DE69119309T2 - Coupling gate for a resonator with multiple capacitors and with distributed inductors - Google Patents

Description

-Technical area

The present invention relates to resonators and, in particular, to a coupling structure that allows coupling to a resonator consisting of multiple capacitive elements and a distributed inductance such that the resonator operates in the desired mode like a tuned Thevenin equivalent circuit.

Background and summary of the invention

The power handling capability of a single capacitive element can be limited by power dissipation, voltage breakdown or, especially in the case of varactors, excessive capacitance distortion due to an applied RF (radio frequency) voltage.

In many resonators, it is desirable to combine several capacitive elements into a single Thevenin equivalent capacitor with increased power handling capability. It should be noted that capacitive elements can mean discrete capacitors, voltage dependent capacitors, capacitors etched onto a substrate, or combinations of the same. In high frequency resonators, it is difficult to connect several capacitors to a single discrete inductor. A popular solution is to connect several capacitors to a distributed inductor.

A logical configuration for such a distributed inductor is a shorted coaxial line as shown in Fig. 1. The end plate 10 shorts the outer conductor 14 and the inner conductor 12 at one end. The capacitors 16 couple the outer conductor and the inner conductor at the other end. See, for example, Ramo, et al., "Fields and Waves in Communication Electronics", John Wiley & Sons Inc., New York 1965, p. 558 ff.

The short-circuited coaxial resonator is advantageous in that the separation of the conductors can be sufficiently large to accommodate a desired number of radially connected capacitors without affecting the inductance of the resonator. The inductance of the short-circuited coaxial line is expressed by the following equation:

L = (Zµ/2π)*ln(b/a) (1)

where Z is the length of the line, µ is the magnetic permeability of free space, b is the radius of the inner conductor of the line and a is the radius of the outer conductor of the line. The inductance is a function of the ratio of the radii of the outer and inner conductors and does not depend on the absolute diameter of the short-circuited coaxial line.

All distributed resonators resonate at a number of different frequencies. Achieving the desired resonant mode to be the dominant mode is critical in applications such as oscillators that are sensitive to operation at multiple frequencies. The desired resonant mode is a transverse magnetic (TM) wave in the axial direction of the shorted coaxial line, as shown in Figures 2a and 2b. The magnetic field lines are perpendicular (transverse) to the direction of wave propagation. The electric field lines are radially symmetric and equal in magnitude and sign in any cross-sectional plane of the resonator. Since the electric field lines are symmetric, each radial capacitor leg will receive an equal proportion of the resonator power.

While this resonator is under certain aspects advantageous, it is disadvantageous in other respects. Since the resonator is inherently a distributed circuit element, a distributed coupling technique is typically used. Such techniques generally involve electromagnetic coupling to the resonator, such as through a coupling loop (as shown in US Patent 3,735,286), an electrode or probe that causes an electromagnetic field to propagate into the resonant structure. Such coupling techniques are disadvantageous in certain applications that require a high degree of coupling to the Thevenin equivalent of the resonator.

A second disadvantage of coupling to a short-circuited coaxial resonator is a difficulty in achieving a desired resonance mode. General coupling techniques can excite several different resonance inodes. One disadvantageous mode is the transverse electric (TE) mode, as shown in Figs. 3a and 3b. The electric field is perpendicular (transverse) to the direction of wave propagation and in any cross-sectional plane the electric field has no radial distribution. This wave causes an unequal power distribution of the resonator power to the capacitors.

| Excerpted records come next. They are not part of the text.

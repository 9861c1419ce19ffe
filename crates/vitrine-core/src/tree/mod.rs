//! Hierarchy construction and queries.
//!
//! ## Submodules
//!
//! - [`builder`]: flat list → [`Forest`](builder::Forest), with the orphan,
//!   self-parent and duplicate rules.
//! - [`cycles`]: promotion of one member per parent loop.
//! - [`query`]: paths, subtrees, parent candidates and visible rows.

pub mod builder;
pub mod cycles;
pub mod query;
//! `vt tree`: print the category hierarchy.
//!
//! Only rows under open nodes are shown. `--all` and `--open` widen the view
//! for this invocation without touching the persisted expansion set.

use anyhow::Result;
use clap::Args;
use serde::Serialize;
use std::io::{self, Write};
use std::path::Path;
use tracing::warn;
use vitrine_core::config::DisplayConfig;
use vitrine_core::store::CategoryStore;
use vitrine_core::tree::query::VisibleRow;
use vitrine_core::{HierarchyController, RefreshOutcome};

use super::Project;
use crate::output::{OutputMode, pretty_section, render_mode};

#[derive(Args, Debug)]
pub struct TreeArgs {
    /// Show every category regardless of the saved expansion state.
    #[arg(long)]
    pub all: bool,

    /// Also reveal this category (open its ancestors and itself). Repeatable.
    #[arg(long, value_name = "ID")]
    pub open: Vec<String>,
}

/// What `vt tree` and the expansion commands print.
#[derive(Debug, Serialize)]
pub struct TreeView {
    pub total: usize,
    pub rows: Vec<VisibleRow>,
}

impl TreeView {
    pub fn of<S: CategoryStore>(controller: &HierarchyController<S>) -> Self {
        Self {
            total: controller.forest().len(),
            rows: controller.visible_rows(),
        }
    }
}

/// Indentation and detail settings for row output.
#[derive(Debug, Clone, Copy)]
pub struct RowStyle {
    pub indent: usize,
    pub show_descriptions: bool,
}

impl From<&DisplayConfig> for RowStyle {
    fn from(display: &DisplayConfig) -> Self {
        Self {
            indent: display.indent,
            show_descriptions: display.show_descriptions,
        }
    }
}

const fn marker(row: &VisibleRow) -> &'static str {
    match (row.has_children, row.expanded) {
        (true, true) => "▾",
        (true, false) => "▸",
        (false, _) => "·",
    }
}

pub fn write_rows_pretty(w: &mut dyn Write, view: &TreeView, style: RowStyle) -> io::Result<()> {
    pretty_section(w, &format!("Categories ({} total)", view.total))?;
    if view.rows.is_empty() {
        return writeln!(w, "(no categories)");
    }
    for row in &view.rows {
        let pad = " ".repeat(row.depth * style.indent);
        write!(w, "{pad}{} {}  [{}]", marker(row), row.name, row.id)?;
        match (&row.description, style.show_descriptions) {
            (Some(description), true) => writeln!(w, "  {description}")?,
            _ => writeln!(w)?,
        }
    }
    Ok(())
}

pub fn write_rows_text(w: &mut dyn Write, view: &TreeView, style: RowStyle) -> io::Result<()> {
    for row in &view.rows {
        let pad = " ".repeat(row.depth * style.indent);
        write!(w, "{pad}{}\t{}", row.id, row.name)?;
        match (&row.description, style.show_descriptions) {
            (Some(description), true) => writeln!(w, "\t{description}")?,
            _ => writeln!(w)?,
        }
    }
    Ok(())
}

/// Render a [`TreeView`] in `output` mode.
pub fn render_tree(output: OutputMode, view: &TreeView, style: RowStyle) -> Result<()> {
    render_mode(
        output,
        view,
        |v, w| write_rows_text(w, v, style),
        |v, w| write_rows_pretty(w, v, style),
    )
}

/// Execute `vt tree`.
///
/// # Errors
///
/// Fails if the project cannot be opened or the store cannot be read.
pub async fn run_tree(args: &TreeArgs, output: OutputMode, project_root: &Path) -> Result<()> {
    let project = Project::open(project_root)?;
    let controller = project.controller()?;

    if let RefreshOutcome::Applied { report, .. } = controller.refresh().await? {
        if !report.is_clean() {
            warn!(
                orphans = report.orphans.len(),
                self_parents = report.self_parents.len(),
                duplicates = report.duplicates.len(),
                cycle_breaks = report.cycle_breaks.len(),
                "category list needed corrections"
            );
        }
    }

    if args.all || project.config.display.expand_all {
        controller.expand_all();
    }
    for id in &args.open {
        if !controller.reveal(id) {
            warn!(category = %id, "cannot open unknown category");
            continue;
        }
        if !controller.is_expanded(id) {
            controller.toggle_expand(id);
        }
    }

    let view = TreeView::of(&controller);
    render_tree(output, &view, RowStyle::from(&project.config.display))
}
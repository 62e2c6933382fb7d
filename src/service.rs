//! Thin read-side facade used by the HTTP layer.

use std::fs::File;

use thiserror::Error;

use crate::repository::{Cached, DocsRepository};
use crate::source::RemoteSource;
use crate::store::StoreError;

/// Result type alias for service operations.
pub type Result<T> = std::result::Result<T, ServiceError>;

/// Error type for read-side operations.
#[derive(Error, Debug)]
pub enum ServiceError {
    /// The manifest has no module under the requested name.
    #[error("module not found: {0}")]
    ModuleNotFound(String),

    /// The requested file has no extension, or one with no known content
    /// type.
    #[error("unrecognized file extension: {0}")]
    UnrecognizedFileExtension(String),

    /// Underlying store failure.
    #[error(transparent)]
    Store(#[from] StoreError),

    /// The artifact file could not be opened.
    #[error("filesystem error: {0}")]
    Io(#[from] std::io::Error),
}

/// An artifact file ready to serve.
#[derive(Debug)]
pub struct Resource {
    /// The opened artifact file.
    pub file: File,
    /// Content type derived from the file extension.
    pub content_type: &'static str,
}

/// Read facade over the docs repository.
#[derive(Clone)]
pub struct DocsService {
    repository: DocsRepository,
}

impl DocsService {
    /// Create a service over `repository`.
    #[must_use]
    pub fn new(repository: DocsRepository) -> Self {
        Self { repository }
    }

    /// The orchestrator behind this facade.
    #[must_use]
    pub fn repository(&self) -> &DocsRepository {
        &self.repository
    }

    /// Module names for `(repository, version)`, or the queued sentinel.
    pub fn modules(&self, source: &RemoteSource) -> Result<Cached<Vec<String>>> {
        Ok(self
            .repository
            .get_docs_manifest(source)?
            .map(|manifest| manifest.names()))
    }

    /// Open one artifact file, or the queued sentinel.
    pub fn resource(&self, source: &RemoteSource) -> Result<Cached<Resource>> {
        let manifest = match self.repository.get_docs_manifest(source)? {
            Cached::Ready(manifest) => manifest,
            Cached::Queued => return Ok(Cached::Queued),
        };

        let module_dir = manifest
            .get(&source.module)
            .ok_or_else(|| ServiceError::ModuleNotFound(source.module.clone()))?;

        let content_type = content_type_for(&source.file)
            .ok_or_else(|| ServiceError::UnrecognizedFileExtension(source.file.clone()))?;

        let file = File::open(module_dir.join(&source.file))?;
        Ok(Cached::Ready(Resource { file, content_type }))
    }
}

/// Content type for an artifact file, by extension.
#[must_use]
pub fn content_type_for(file: &str) -> Option<&'static str> {
    let extension = std::path::Path::new(file).extension()?.to_str()?;
    match extension {
        "html" => Some("text/html"),
        "md" => Some("text/markdown"),
        "wasm" => Some("application/wasm"),
        "js" => Some("application/javascript"),
        "css" => Some("text/css"),
        "tar" => Some("application/x-tar"),
        _ => None,
    }
}

#[cfg(test)]
mod tests {
    use super::*;
    use std::io::Read;
    use std::path::Path;
    use std::sync::Arc;
    use tempfile::tempdir;

    use crate::builder::DocBuilder;
    use crate::git::{GitError, Tag, VcsClient};
    use crate::manifest::Manifest;
    use crate::pool::WorkerPool;
    use crate::store::{ArtifactStore, LocalDirStore};

    /// Capabilities that must not be reached by warm-cache reads.
    struct UnreachableVcs;

    #[async_trait::async_trait]
    impl VcsClient for UnreachableVcs {
        async fn clone_repo(
            &self,
            _url: &str,
            _reference: &str,
            _dest: &Path,
        ) -> crate::git::Result<()> {
            Err(GitError::RefNotFound)
        }

        async fn latest_tag(&self, _url: &str) -> crate::git::Result<Tag> {
            Err(GitError::RefNotFound)
        }

        async fn default_branch(&self, _url: &str) -> crate::git::Result<Tag> {
            Err(GitError::RefNotFound)
        }
    }

    struct UnreachableBuilder;

    #[async_trait::async_trait]
    impl DocBuilder for UnreachableBuilder {
        fn has_build_script(&self, _worktree: &Path) -> bool {
            false
        }

        async fn build(&self, _worktree: &Path) -> crate::builder::Result<Manifest> {
            Err(crate::builder::BuildError::ZigNotInstalled)
        }
    }

    /// A service over a store pre-populated with one built artifact.
    fn warm_service(root: &Path) -> DocsService {
        let store = LocalDirStore::new(root).unwrap();

        let build = tempdir().unwrap();
        let module_dir = build.path().join("core");
        std::fs::create_dir_all(&module_dir).unwrap();
        std::fs::write(module_dir.join("index.html"), "<html>docs</html>").unwrap();
        std::fs::write(module_dir.join("main.js"), "console.log(1)").unwrap();
        std::fs::write(module_dir.join("notes.zzz"), "???").unwrap();
        let mut manifest = Manifest::new();
        manifest.insert("core", module_dir);

        let source = RemoteSource::parse("github.com/a/b@v1.0.0").unwrap();
        store.write_manifest(&source, &manifest).unwrap();

        let repository = DocsRepository::new(
            Arc::new(store),
            Arc::new(UnreachableVcs),
            Arc::new(UnreachableBuilder),
            WorkerPool::new(),
        );
        DocsService::new(repository)
    }

    #[test]
    fn test_content_type_mapping() {
        assert_eq!(content_type_for("index.html"), Some("text/html"));
        assert_eq!(content_type_for("README.md"), Some("text/markdown"));
        assert_eq!(content_type_for("main.wasm"), Some("application/wasm"));
        assert_eq!(content_type_for("main.js"), Some("application/javascript"));
        assert_eq!(content_type_for("style.css"), Some("text/css"));
        assert_eq!(content_type_for("sources.tar"), Some("application/x-tar"));
        assert_eq!(content_type_for("file.zzz"), None);
        assert_eq!(content_type_for("no_extension"), None);
    }

    #[tokio::test]
    async fn test_modules_warm_hit() {
        let dir = tempdir().unwrap();
        let service = warm_service(dir.path());

        let source = RemoteSource::parse("github.com/a/b@v1.0.0").unwrap();
        match service.modules(&source).unwrap() {
            Cached::Ready(names) => assert_eq!(names, vec!["core".to_string()]),
            Cached::Queued => panic!("expected a warm hit"),
        }
    }

    #[tokio::test]
    async fn test_resource_warm_hit_with_content_type() {
        let dir = tempdir().unwrap();
        let service = warm_service(dir.path());

        let source = RemoteSource::parse("github.com/a/b@v1.0.0/core/index.html").unwrap();
        match service.resource(&source).unwrap() {
            Cached::Ready(mut resource) => {
                assert_eq!(resource.content_type, "text/html");
                let mut bytes = String::new();
                resource.file.read_to_string(&mut bytes).unwrap();
                assert_eq!(bytes, "<html>docs</html>");
            }
            Cached::Queued => panic!("expected a warm hit"),
        }
    }

    #[tokio::test]
    async fn test_resource_unknown_extension() {
        let dir = tempdir().unwrap();
        let service = warm_service(dir.path());

        let source = RemoteSource::parse("github.com/a/b@v1.0.0/core/notes.zzz").unwrap();
        let err = service.resource(&source).unwrap_err();
        assert!(matches!(err, ServiceError::UnrecognizedFileExtension(_)));
    }

    #[tokio::test]
    async fn test_resource_module_not_found() {
        let dir = tempdir().unwrap();
        let service = warm_service(dir.path());

        let source = RemoteSource::parse("github.com/a/b@v1.0.0/missing/index.html").unwrap();
        let err = service.resource(&source).unwrap_err();
        assert!(matches!(err, ServiceError::ModuleNotFound(_)));
    }

    #[tokio::test]
    async fn test_resource_missing_file_is_io_error() {
        let dir = tempdir().unwrap();
        let service = warm_service(dir.path());

        let source = RemoteSource::parse("github.com/a/b@v1.0.0/core/other.html").unwrap();
        let err = service.resource(&source).unwrap_err();
        assert!(matches!(err, ServiceError::Io(_)));
    }

    #[tokio::test]
    async fn test_cold_miss_returns_queued() {
        let dir = tempdir().unwrap();
        let service = warm_service(dir.path());

        let source = RemoteSource::parse("github.com/a/b@v9.9.9/core/index.html").unwrap();
        assert!(matches!(service.modules(&source).unwrap(), Cached::Queued));
        assert!(matches!(service.resource(&source).unwrap(), Cached::Queued));
    }
}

According to the preferred embodiment of the present invention, these disadvantages are overcome by providing a coupling gate on a shorted coaxial resonator with multiple capacitors. This gate is defined by adding a second shorted coaxial line over the end of the first. The outer conductors of the lines are connected to each other. The inner conductor of the second line may be a wire, a cylindrical element or a reactive element such as a coil. The outer conductor of the second line may be cylindrical or, due to ease of manufacture, a finite approximation such as a hexagonal cup. The inner conductors of the two lines are coupled in series and define either a coupling gap along its length or at its ends across which a discrete circuit can be connected. In a preferred form of the invention, the discrete circuit is positioned in a region within the periphery of one of the inner conductors to provide electromagnetic shielding for the circuit. By maintaining the radial symmetry of the resonator and the coupler, the dominant resonant mode is a TM wave. The coupling port provides a tuned Thevenin equivalent for the discrete circuit composed of the sum of the capacitance of the symmetrical legs in parallel with the inductance of the shorted coaxial line.

The foregoing and additional features and advantages of the present invention will become readily apparent from the following detailed description thereof which is made with reference to the accompanying drawings.

Short description of the drawings

Fig. 1 is a sectional view of a known short-circuited coaxial resonator with radial capacitors.

Fig. 2a and 2b are representations of a transverse magnetic wave in a coaxial resonator.

Fig. 3a and 3b are representations of a transverse electric wave in a coaxial resonator.

Fig. 4 is a simplified sectional view of a shorted coaxial resonator according to an embodiment of the present invention.

Fig. 5 is a top plan view of a printed A circuit board used in a printed circuit board resonator according to an embodiment of the present invention.

Fig. 6 is a sectional view (not to scale) taken along line 6-6 of Fig. 5.

Fig. 7 is a schematic diagram of an oscillator using the resonator.

Fig. 8 is a sectional view of a resonator according to the present invention in which the coupling gap is formed between an end of an inner conductor and a central portion of a conductive end member.

Detailed description

Referring to Fig. 4, a resonator 22 according to an embodiment of the present invention comprises two shorted coaxial lines 24, 26. The first line 24 comprises an inner conductor 28 coaxially disposed within an outer conductor 30. These two conductors are connected at first ends 32, 34 thereof to a first conductive end member 36. These conductors extend from the end member 36 and terminate at second ends 38, 40, respectively.

The second shorted coaxial line 26 includes a second inner conductor 42 disposed coaxially within a second outer conductor 44. These conductors are connected at first ends 46, 48 thereof to and extend from a second conductive end member 50, terminating at second ends 52, 54, respectively.

(In the illustrated embodiment, the diameter of the second outer conductor 44 is larger than the diameter of the first outer conductor 30, although these diameters may have different relationships to one another in other embodiments.)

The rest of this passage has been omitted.